Mark Emalfarb details emailed allegations at the heart of Dyadic International's $700-plus million legal malpractice trial against Greenberg Traurig.
West Palm Beach, FL—The CEO of a Florida biotech company told jurors last week he felt he was made into a scapegoat during a rush to judgment that allegedly cost his company $700 million in lost business, as trial continued in the company’s malpractice suit against legal giant Greenberg Traurig. Dyadic Inc. v. Greenberg Traurig, 2009CA010680.
“I was being thrown under and driven over [by] the bus,” Dyadic International CEO Mark Emalfarb said when describing the fallout from anonymous emails in April 2007 accusing Dyadic’s Hong Kong-based subsidiary of financial improprieties.

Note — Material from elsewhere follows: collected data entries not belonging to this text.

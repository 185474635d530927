use std::sync::Arc;

use futures_util::future::join_all;
use serde_json::Value;
use tokio::sync::broadcast;
use tracing::{error, info, warn};

use rayabaari_db::Database;
use rayabaari_types::{MessageRow, PushSubscriptionRow};

use crate::transport::{PushError, PushPayload, PushTransport};

/// Delivery counts for one message.
#[derive(Debug, Default, Clone, Copy, PartialEq, Eq)]
pub struct PushReport {
    pub delivered: usize,
    pub failed: usize,
}

#[derive(Clone)]
pub struct Notifier {
    db: Arc<Database>,
    transport: Arc<dyn PushTransport>,
}

impl Notifier {
    pub fn new(db: Arc<Database>, transport: Arc<dyn PushTransport>) -> Self {
        Self { db, transport }
    }

    /// Store a device subscription for `username`. Re-registering the same
    /// subscription is a no-op.
    pub async fn register(&self, username: &str, subscription: Value) -> Result<(), PushError> {
        let db = self.db.clone();
        let username = username.to_string();
        tokio::task::spawn_blocking(move || db.insert_push_subscription(&username, &subscription))
            .await
            .map_err(|e| PushError::Store(e.to_string()))?
            .map_err(|e| PushError::Store(e.to_string()))
    }

    /// Notify everyone subscribed except the author. Every send is attempted;
    /// one failure does not stop the rest.
    pub async fn notify_insert(&self, row: &MessageRow) -> Result<PushReport, PushError> {
        let targets = self.subscriptions_except(&row.author).await?;
        if targets.is_empty() {
            return Ok(PushReport::default());
        }

        let payload = PushPayload::new_message(&row.author);
        let results = join_all(
            targets
                .iter()
                .map(|target| self.transport.send(&target.subscription, &payload)),
        )
        .await;

        let mut report = PushReport::default();
        for (target, result) in targets.iter().zip(results) {
            match result {
                Ok(()) => report.delivered += 1,
                Err(e) => {
                    warn!("Push to {} failed: {}", target.username, e);
                    report.failed += 1;
                }
            }
        }

        info!(
            "Push for message {}: {} delivered, {} failed",
            row.id, report.delivered, report.failed
        );
        Ok(report)
    }

    /// Fan out every insert from the feed until it closes.
    pub async fn run(self, mut inserts: broadcast::Receiver<MessageRow>) {
        loop {
            match inserts.recv().await {
                Ok(row) => {
                    if let Err(e) = self.notify_insert(&row).await {
                        error!("Push fan-out for {} failed: {}", row.id, e);
                    }
                }
                Err(broadcast::error::RecvError::Lagged(skipped)) => {
                    warn!("Push fan-out lagged, {} messages not announced", skipped);
                }
                Err(broadcast::error::RecvError::Closed) => break,
            }
        }
        info!("Push fan-out stopped");
    }

    async fn subscriptions_except(&self, author: &str) -> Result<Vec<PushSubscriptionRow>, PushError> {
        let db = self.db.clone();
        let author = author.to_string();
        tokio::task::spawn_blocking(move || db.push_subscriptions_except(&author))
            .await
            .map_err(|e| PushError::Store(e.to_string()))?
            .map_err(|e| PushError::Store(e.to_string()))
    }
}

#[cfg(test)]
mod tests {
    use super::*;
    use async_trait::async_trait;
    use chrono::Utc;
    use rayabaari_types::MessageId;
    use serde_json::json;
    use std::sync::Mutex;

    #[derive(Default)]
    struct Recorder {
        sent: Mutex<Vec<(Value, PushPayload)>>,
    }

    #[async_trait]
    impl PushTransport for Recorder {
        async fn send(&self, subscription: &Value, payload: &PushPayload) -> Result<(), PushError> {
            if subscription["endpoint"] == "dead" {
                return Err(PushError::Status(410));
            }
            self.sent
                .lock()
                .unwrap()
                .push((subscription.clone(), payload.clone()));
            Ok(())
        }
    }

    fn row(author: &str) -> MessageRow {
        MessageRow {
            id: MessageId::from(1),
            room_key: "alpha".into(),
            author: author.into(),
            content: "ciphertext".into(),
            reply_to: None,
            attachment_url: None,
            attachment_kind: None,
            edited: false,
            created_at: Utc::now(),
            reactions: vec![],
        }
    }

    fn setup() -> (Arc<Recorder>, Notifier) {
        let db = Database::open_in_memory().unwrap();
        db.insert_push_subscription("asha", &json!({"endpoint": "asha-phone"})).unwrap();
        db.insert_push_subscription("ravi", &json!({"endpoint": "ravi-phone"})).unwrap();
        db.insert_push_subscription("ravi", &json!({"endpoint": "dead"})).unwrap();
        db.insert_push_subscription("meera", &json!({"endpoint": "meera-laptop"})).unwrap();

        let recorder = Arc::new(Recorder::default());
        let notifier = Notifier::new(Arc::new(db), recorder.clone());
        (recorder, notifier)
    }

    #[tokio::test]
    async fn author_is_skipped_and_failures_are_counted() {
        let (recorder, notifier) = setup();
        let report = notifier.notify_insert(&row("asha")).await.unwrap();
        assert_eq!(report, PushReport { delivered: 2, failed: 1 });

        let sent = recorder.sent.lock().unwrap();
        assert!(sent.iter().all(|(s, _)| s["endpoint"] != "asha-phone"));
        assert!(sent.iter().all(|(_, p)| p.title == "Message from asha"));
        assert!(sent.iter().all(|(_, p)| !p.body.contains("ciphertext")));
    }

    #[tokio::test]
    async fn registered_devices_receive_pushes() {
        let db = Arc::new(Database::open_in_memory().unwrap());
        let recorder = Arc::new(Recorder::default());
        let notifier = Notifier::new(db, recorder.clone());

        let device = json!({"endpoint": "meera-tablet"});
        notifier.register("meera", device.clone()).await.unwrap();
        notifier.register("meera", device.clone()).await.unwrap();

        let report = notifier.notify_insert(&row("asha")).await.unwrap();
        assert_eq!(report, PushReport { delivered: 1, failed: 0 });
        assert_eq!(recorder.sent.lock().unwrap()[0].0, device);
    }

    #[tokio::test]
    async fn nobody_else_subscribed() {
        let db = Database::open_in_memory().unwrap();
        db.insert_push_subscription("asha", &json!({"endpoint": "asha-phone"})).unwrap();
        let notifier = Notifier::new(Arc::new(db), Arc::new(Recorder::default()));
        assert_eq!(
            notifier.notify_insert(&row("asha")).await.unwrap(),
            PushReport::default()
        );
    }

    #[tokio::test]
    async fn run_stops_when_feed_closes() {
        let (recorder, notifier) = setup();
        let (tx, rx) = broadcast::channel(8);
        let task = tokio::spawn(notifier.run(rx));

        tx.send(row("meera")).unwrap();
        drop(tx);
        task.await.unwrap();
        assert_eq!(recorder.sent.lock().unwrap().len(), 2);
    }
}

Within days of the emails’ receipt, the company’s board approved recommendations by Greenberg Traurig attorneys Robert Schwimmer and Andrew Balog that Emalfarb take a leave of absence, the company temporarily halt trading, and issue a press release stating their financial statements could no longer be relied upon.
The decision preceded the company’s removal from the American Stock Exchange and Emalfarb’s dismissal as CEO. The company ultimately concluded an SEC investigation into the email allegations without paying a fine and Emalfarb was reinstated as CEO in 2008. The company contends Greenberg Traurig's advice was negligent and its fallout cut its value by $185 million.
Greenberg Traurig counters that the recommendations were warranted given the gravity of the emailed allegations.
During last week’s testimony, Emalfarb told jurors he forwarded the emails allegations to the company’s CFO at the time, Wayne Moor, as soon as he received them. The emails triggered a rash of communications between Moor and Greenberg Traurig’s attorneys, who kept Emalfarb out of the loop because of their alleged concerns over his role in any improprieties. “I’m trying to communicate with Wayne,” Emalfarb said. “And there’s nobody responding to me. He’s not reporting anything to me. He’s ignoring my emails, he’s ignoring my phone calls.”
Emalfarb walked jurors through the emails, as well as other emails alleging Puridet wrongdoing he had received in late 2003 and early 2004, before Dyadic went public, and which he had forwarded to the company’s controller for investigation. He said although he tried to provide Moor with as much information as possible, he was frozen out. “Let’s get the facts and circumstances and get our arms around what’s really going on rather than what you, whatever your reasons are, think is going on, because you’re off the track,” Emalfarb said he wanted to tell the attorneys and Moor in the wake of the April 2007 allegations.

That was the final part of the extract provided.